## EXERCISE:
Using the data that follows, report how many lines include "Some"; output no other text.

---- SOURCE DATA

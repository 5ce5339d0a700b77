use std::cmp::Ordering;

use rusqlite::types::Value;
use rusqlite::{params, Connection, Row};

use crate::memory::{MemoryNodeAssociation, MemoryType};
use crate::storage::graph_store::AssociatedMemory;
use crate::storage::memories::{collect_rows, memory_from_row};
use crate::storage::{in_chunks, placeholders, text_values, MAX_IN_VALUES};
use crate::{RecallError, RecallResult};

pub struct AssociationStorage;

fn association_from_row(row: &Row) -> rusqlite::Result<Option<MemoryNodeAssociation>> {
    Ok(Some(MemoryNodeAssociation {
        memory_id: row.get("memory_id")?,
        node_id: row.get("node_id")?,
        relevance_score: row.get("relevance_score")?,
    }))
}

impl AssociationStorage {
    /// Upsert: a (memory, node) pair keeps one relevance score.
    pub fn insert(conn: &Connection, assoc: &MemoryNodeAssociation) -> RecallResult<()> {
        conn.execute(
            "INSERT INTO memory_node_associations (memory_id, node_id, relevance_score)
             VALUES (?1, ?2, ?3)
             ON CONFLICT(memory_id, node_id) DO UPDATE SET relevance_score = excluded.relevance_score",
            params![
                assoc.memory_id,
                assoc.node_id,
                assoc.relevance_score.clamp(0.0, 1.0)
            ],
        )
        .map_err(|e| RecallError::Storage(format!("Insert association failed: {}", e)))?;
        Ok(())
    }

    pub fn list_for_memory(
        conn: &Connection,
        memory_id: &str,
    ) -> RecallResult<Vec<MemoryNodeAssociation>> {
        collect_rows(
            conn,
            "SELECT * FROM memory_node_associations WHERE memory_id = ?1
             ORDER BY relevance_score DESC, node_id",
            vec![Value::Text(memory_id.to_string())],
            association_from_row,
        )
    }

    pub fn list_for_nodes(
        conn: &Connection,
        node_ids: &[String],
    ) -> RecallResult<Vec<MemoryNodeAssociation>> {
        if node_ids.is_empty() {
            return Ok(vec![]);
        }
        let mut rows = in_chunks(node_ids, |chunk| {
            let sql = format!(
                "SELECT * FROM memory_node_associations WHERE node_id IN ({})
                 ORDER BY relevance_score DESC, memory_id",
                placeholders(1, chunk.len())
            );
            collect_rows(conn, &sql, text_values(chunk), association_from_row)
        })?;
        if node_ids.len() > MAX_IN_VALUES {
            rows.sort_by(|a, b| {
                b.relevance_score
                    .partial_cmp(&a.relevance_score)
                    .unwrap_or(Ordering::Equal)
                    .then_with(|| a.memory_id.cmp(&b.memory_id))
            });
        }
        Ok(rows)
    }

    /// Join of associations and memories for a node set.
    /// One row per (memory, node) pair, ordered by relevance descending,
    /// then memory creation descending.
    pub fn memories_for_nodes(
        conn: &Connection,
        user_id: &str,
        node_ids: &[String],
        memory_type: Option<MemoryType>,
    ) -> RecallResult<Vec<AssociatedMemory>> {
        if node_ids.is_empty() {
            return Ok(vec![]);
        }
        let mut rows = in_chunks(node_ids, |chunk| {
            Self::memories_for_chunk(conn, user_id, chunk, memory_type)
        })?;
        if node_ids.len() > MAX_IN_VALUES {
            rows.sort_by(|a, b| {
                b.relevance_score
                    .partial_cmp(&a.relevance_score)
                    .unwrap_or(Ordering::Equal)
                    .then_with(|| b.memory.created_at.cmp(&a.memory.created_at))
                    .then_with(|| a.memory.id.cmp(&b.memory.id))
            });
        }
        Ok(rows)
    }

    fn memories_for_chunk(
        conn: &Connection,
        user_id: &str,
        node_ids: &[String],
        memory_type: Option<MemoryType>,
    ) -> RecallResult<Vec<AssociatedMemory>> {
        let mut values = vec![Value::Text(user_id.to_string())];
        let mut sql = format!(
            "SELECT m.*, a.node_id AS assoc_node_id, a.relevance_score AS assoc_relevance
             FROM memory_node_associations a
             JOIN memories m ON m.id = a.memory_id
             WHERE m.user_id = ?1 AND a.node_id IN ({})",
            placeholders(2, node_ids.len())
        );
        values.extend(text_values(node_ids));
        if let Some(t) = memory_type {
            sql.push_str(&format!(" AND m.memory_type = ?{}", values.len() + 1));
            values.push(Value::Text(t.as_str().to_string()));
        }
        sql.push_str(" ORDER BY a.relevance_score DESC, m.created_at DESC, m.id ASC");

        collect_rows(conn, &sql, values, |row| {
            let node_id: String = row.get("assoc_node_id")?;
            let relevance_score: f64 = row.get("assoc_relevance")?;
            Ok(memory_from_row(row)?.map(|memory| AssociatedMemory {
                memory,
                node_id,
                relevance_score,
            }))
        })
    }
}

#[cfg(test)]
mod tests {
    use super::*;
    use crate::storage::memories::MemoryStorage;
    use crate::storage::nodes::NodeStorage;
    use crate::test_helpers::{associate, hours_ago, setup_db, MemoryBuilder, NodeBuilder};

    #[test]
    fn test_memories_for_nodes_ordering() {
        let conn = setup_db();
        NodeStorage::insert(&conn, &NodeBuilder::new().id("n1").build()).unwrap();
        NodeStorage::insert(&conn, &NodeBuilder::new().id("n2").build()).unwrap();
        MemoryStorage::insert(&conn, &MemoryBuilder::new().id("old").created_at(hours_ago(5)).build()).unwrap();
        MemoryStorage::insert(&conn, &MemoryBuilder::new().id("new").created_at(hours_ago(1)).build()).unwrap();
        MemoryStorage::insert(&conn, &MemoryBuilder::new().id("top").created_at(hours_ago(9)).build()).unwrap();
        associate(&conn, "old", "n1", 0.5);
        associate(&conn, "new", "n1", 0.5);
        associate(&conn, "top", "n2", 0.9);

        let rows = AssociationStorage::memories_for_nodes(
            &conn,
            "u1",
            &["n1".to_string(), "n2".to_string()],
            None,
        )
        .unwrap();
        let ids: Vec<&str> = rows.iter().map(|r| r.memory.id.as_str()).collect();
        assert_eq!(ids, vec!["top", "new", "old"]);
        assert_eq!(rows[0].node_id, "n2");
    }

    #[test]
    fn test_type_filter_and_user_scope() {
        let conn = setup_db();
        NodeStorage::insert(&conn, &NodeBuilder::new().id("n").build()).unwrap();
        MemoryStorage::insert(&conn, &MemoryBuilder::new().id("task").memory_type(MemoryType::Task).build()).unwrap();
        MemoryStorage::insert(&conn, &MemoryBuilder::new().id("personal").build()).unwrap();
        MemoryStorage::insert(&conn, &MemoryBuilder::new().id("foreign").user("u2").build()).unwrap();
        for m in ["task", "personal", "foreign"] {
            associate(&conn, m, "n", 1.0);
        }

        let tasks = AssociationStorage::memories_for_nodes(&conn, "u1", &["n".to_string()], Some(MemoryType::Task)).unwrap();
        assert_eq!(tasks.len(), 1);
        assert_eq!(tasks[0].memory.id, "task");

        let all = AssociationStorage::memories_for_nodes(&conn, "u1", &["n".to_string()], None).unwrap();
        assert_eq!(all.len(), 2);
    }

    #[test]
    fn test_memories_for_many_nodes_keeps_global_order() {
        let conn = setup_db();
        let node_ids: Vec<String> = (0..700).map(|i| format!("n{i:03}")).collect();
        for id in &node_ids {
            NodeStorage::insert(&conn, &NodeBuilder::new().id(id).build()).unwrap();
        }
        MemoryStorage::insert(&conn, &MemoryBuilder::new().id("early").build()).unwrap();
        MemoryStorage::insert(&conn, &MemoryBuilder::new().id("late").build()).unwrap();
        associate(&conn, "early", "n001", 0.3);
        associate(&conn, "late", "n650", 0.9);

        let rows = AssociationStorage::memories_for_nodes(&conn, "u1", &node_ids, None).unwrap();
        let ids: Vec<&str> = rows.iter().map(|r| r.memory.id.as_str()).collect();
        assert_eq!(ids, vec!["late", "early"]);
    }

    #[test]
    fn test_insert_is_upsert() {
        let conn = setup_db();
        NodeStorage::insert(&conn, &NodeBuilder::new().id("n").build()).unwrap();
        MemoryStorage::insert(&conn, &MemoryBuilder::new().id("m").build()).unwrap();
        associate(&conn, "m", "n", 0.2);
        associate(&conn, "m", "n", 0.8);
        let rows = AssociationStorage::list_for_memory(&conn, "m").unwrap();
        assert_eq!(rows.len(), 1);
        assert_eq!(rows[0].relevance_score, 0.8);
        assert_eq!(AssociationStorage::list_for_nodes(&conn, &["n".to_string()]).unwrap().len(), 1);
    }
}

--------

## TASK OUTPUT:
3